Dans cette occurrence, un personnage pose un problème particulier : d’une part, il est peu malléable, et il n’est nullement assuré qu’il puisse s’intégrer dans une mise en scène où domineraient des talibans et des seigneurs de guerre. D’autre part, le même Karzaï est pourtant nécessaire, comme interlocuteur légal temporaire qui peut encore servir, notamment et particulièrement en signant des accords garantissant au Pentagone et à l’OTAN des bases dans le pays.

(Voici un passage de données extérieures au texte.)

//! Provider adapters for the Wayfinder engine.
//!
//! Responsibilities:
//! - Translate canonical queries into provider-specific HTTP requests.
//! - Convert provider payloads into [`wayfinder_core::Coordinate`] and
//!   [`wayfinder_core::RouteResult`], normalising units.
//! - Classify every failure with a [`wayfinder_core::ErrorKind`].
//!
//! Boundaries:
//! - No retry, caching or fallback; those live in `wayfinder-resolver`.
//! - One outbound request per call.
//!
//! # Example
//!
//! ```no_run
//! use wayfinder_core::{GeocodingProvider, LocationQuery};
//! use wayfinder_providers::{HttpProviderConfig, NominatimProvider};
//! use std::time::Duration;
//!
//! # async fn demo() -> Result<(), Box<dyn std::error::Error>> {
//! let config = HttpProviderConfig::new("https://nominatim.openstreetmap.org")
//!     .with_timeout(Duration::from_secs(5))
//!     .with_user_agent("my-app/1.0");
//! let nominatim = NominatimProvider::with_config(&config)?;
//! let coord = nominatim
//!     .geocode(&LocationQuery::new("Mumbai").with_hint("India"))
//!     .await?;
//! println!("{}, {}", coord.lat, coord.lon);
//! # Ok(())
//! # }
//! ```

#![forbid(unsafe_code)]

mod estimate;
mod graphhopper;
mod http;
mod nominatim;
mod osrm;

pub use estimate::{
    DEFAULT_AVERAGE_SPEED_KMPH, DEFAULT_DETOUR_FACTOR, GREAT_CIRCLE, GreatCircleEstimator,
};
pub use graphhopper::{GRAPHHOPPER, GRAPHHOPPER_BASE_URL, GraphHopperProvider};
pub use http::{DEFAULT_USER_AGENT, HttpProviderConfig, ProviderBuildError};
pub use nominatim::{NOMINATIM, NOMINATIM_BASE_URL, NominatimProvider};
pub use osrm::{OSRM, OSRM_BASE_URL, OsrmProvider};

C’est en effet la condition sine qua non de la bureaucratie du Pentagone, – du Système, dans ce cas, – pour accepter le plan de dégagement accepté par le président Obama.
(Obama, devenu absolument l’ombre de lui-même, qui ne songe plus qu’à une réélection dont on se demande ce qu’il en fera, qui veut à tout prix se débarrasser du boulet afghan d’ici 2012, alors qu’il est déjà complètement soumis aux pressions catastrophiques de la situation économique, – avec cette horrible prédiction, devenue slogan et leitmotiv : “aucun président US n’a pu se faire réélire avec plus de 7,4% de chômage officiel”.)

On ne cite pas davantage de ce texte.